● **Source records**
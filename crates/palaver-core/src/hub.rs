//! Ingress adapter: the single funnel through which messages enter.
//!
//! Both the pull-style REST write and the push-style WebSocket write go
//! through [`ChatHub::submit`], which guarantees every accepted message
//! is appended to the log and broadcast exactly once, in the same order.

use crate::broadcast::Broadcaster;
use crate::log::MessageLog;
use crate::message::Message;
use crate::session::SessionRegistry;
use std::sync::Arc;
use thiserror::Error;
use tracing::debug;

/// Validation failures for [`ChatHub::submit`].
#[derive(Debug, Error, PartialEq, Eq)]
pub enum SubmitError {
    /// Sender name is empty or whitespace.
    #[error("userName must not be blank")]
    BlankUserName,

    /// Message body is empty or whitespace.
    #[error("content must not be blank")]
    BlankContent,
}

/// The ingress adapter over the log and the broadcast engine.
///
/// Appends before broadcasting, so a message is always visible to
/// pollers no later than the moment push clients are notified.
pub struct ChatHub {
    log: Arc<MessageLog>,
    registry: Arc<SessionRegistry>,
    broadcaster: Broadcaster,
}

impl ChatHub {
    /// Create a hub with a fresh log and registry.
    ///
    /// Both live exactly as long as the hub; there are no process-wide
    /// globals and no reset operation.
    #[must_use]
    pub fn new() -> Self {
        Self::with_parts(Arc::new(MessageLog::new()), Arc::new(SessionRegistry::new()))
    }

    /// Create a hub over an existing log and registry.
    ///
    /// Lets another ingress adapter share the same state, so messages
    /// accepted through a different channel stay consistent with these.
    #[must_use]
    pub fn with_parts(log: Arc<MessageLog>, registry: Arc<SessionRegistry>) -> Self {
        Self {
            log,
            broadcaster: Broadcaster::new(Arc::clone(&registry)),
            registry,
        }
    }

    /// Validate and accept a message from any ingress channel.
    ///
    /// Sender and content are trimmed before validation; the trimmed
    /// forms are what gets stored.
    ///
    /// # Errors
    ///
    /// Returns [`SubmitError`] if either field is blank; the log is left
    /// untouched and nothing is broadcast.
    pub fn submit(&self, user_name: &str, content: &str) -> Result<Message, SubmitError> {
        let user_name = user_name.trim();
        if user_name.is_empty() {
            return Err(SubmitError::BlankUserName);
        }
        let content = content.trim();
        if content.is_empty() {
            return Err(SubmitError::BlankContent);
        }

        let (message, index) = self.log.append(user_name, content);
        debug!(index, user = %message.user_name, "Accepted message");
        self.broadcaster.broadcast(index as u64, &message);

        Ok(message)
    }

    /// The message log, for pull reads and backfill snapshots.
    #[must_use]
    pub fn log(&self) -> &MessageLog {
        &self.log
    }

    /// The session registry, for connection lifecycle hooks.
    #[must_use]
    pub fn registry(&self) -> &SessionRegistry {
        &self.registry
    }

    /// The broadcast engine, for adapters that accept messages through a
    /// channel other than [`ChatHub::submit`].
    #[must_use]
    pub fn broadcaster(&self) -> &Broadcaster {
        &self.broadcaster
    }
}

impl Default for ChatHub {
    fn default() -> Self {
        Self::new()
    }
}

#[cfg(test)]
mod tests {
    use super::*;
    use crate::session::testing::RecordingSink;
    use crate::session::Session;
    use std::thread;

    #[test]
    fn test_submit_appends_trimmed_message() {
        let hub = ChatHub::new();

        let message = hub.submit("  alice  ", " hi there ").unwrap();
        assert_eq!(message.user_name, "alice");
        assert_eq!(message.content, "hi there");
        assert_eq!(hub.log().len(), 1);
    }

    #[test]
    fn test_blank_fields_rejected_without_append() {
        let hub = ChatHub::new();

        assert_eq!(hub.submit("", "hello"), Err(SubmitError::BlankUserName));
        assert_eq!(hub.submit("alice", "   "), Err(SubmitError::BlankContent));
        assert_eq!(hub.log().len(), 0);
    }

    #[test]
    fn test_submit_broadcasts_with_log_index() {
        let hub = ChatHub::new();
        let sink = RecordingSink::new();
        hub.registry()
            .register(Session::new("s".into(), sink.clone()));

        hub.submit("alice", "first").unwrap();
        hub.submit("bob", "second").unwrap();

        assert_eq!(sink.seqs(), vec![0, 1]);
    }

    #[test]
    fn test_late_session_sees_only_later_messages() {
        let hub = ChatHub::new();

        hub.submit("alice", "hi").unwrap();

        let sink = RecordingSink::new();
        hub.registry()
            .register(Session::new("s".into(), sink.clone()));

        hub.submit("bob", "yo").unwrap();

        // Exactly one push, for the message appended after registration.
        let payloads = sink.payloads();
        assert_eq!(payloads.len(), 1);
        assert!(payloads[0].contains("yo"));
        assert_eq!(sink.seqs(), vec![1]);

        // A poller still sees the whole history in order.
        let all = hub.log().since(0);
        assert_eq!(all.len(), 2);
        assert_eq!(all[0].content, "hi");
        assert_eq!(all[1].content, "yo");
    }

    #[test]
    fn test_backfill_exactly_once() {
        let hub = ChatHub::new();
        for i in 0..3 {
            hub.submit("alice", &format!("old {i}")).unwrap();
        }

        // Connection establishment: register first, snapshot second.
        // Queued pushes below the backfill length duplicate the backfill
        // and get filtered, exactly as the transport layer does.
        let sink = RecordingSink::new();
        hub.registry()
            .register(Session::new("s".into(), sink.clone()));
        let backfill = hub.log().snapshot();
        let backfill_len = backfill.len() as u64;

        hub.submit("bob", "new").unwrap();

        let mut received: Vec<String> = backfill.iter().map(|m| m.content.clone()).collect();
        for frame in sink.frames.lock().unwrap().iter() {
            if frame.seq >= backfill_len {
                let message: Message = serde_json::from_slice(&frame.payload).unwrap();
                received.push(message.content);
            }
        }

        assert_eq!(received, vec!["old 0", "old 1", "old 2", "new"]);
    }

    #[test]
    fn test_concurrent_submits_all_observed_in_order() {
        let hub = Arc::new(ChatHub::new());

        let handles: Vec<_> = (0..4)
            .map(|t| {
                let hub = Arc::clone(&hub);
                thread::spawn(move || {
                    for i in 0..25 {
                        hub.submit(format!("user-{t}").as_str(), format!("msg {i}").as_str())
                            .unwrap();
                    }
                })
            })
            .collect();

        for handle in handles {
            handle.join().unwrap();
        }

        let all = hub.log().since(0);
        assert_eq!(all.len(), 100);
        // Per-writer order is preserved in the linearization.
        for t in 0..4 {
            let own: Vec<_> = all
                .iter()
                .filter(|m| m.user_name == format!("user-{t}"))
                .map(|m| m.content.clone())
                .collect();
            let expected: Vec<_> = (0..25).map(|i| format!("msg {i}")).collect();
            assert_eq!(own, expected);
        }
    }
}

● **Work required**
Every line with "first" in it should be copied from the entries above.

● **Written solution**
        hub.submit("alice", "first").unwrap();
        // Connection establishment: register first, snapshot second.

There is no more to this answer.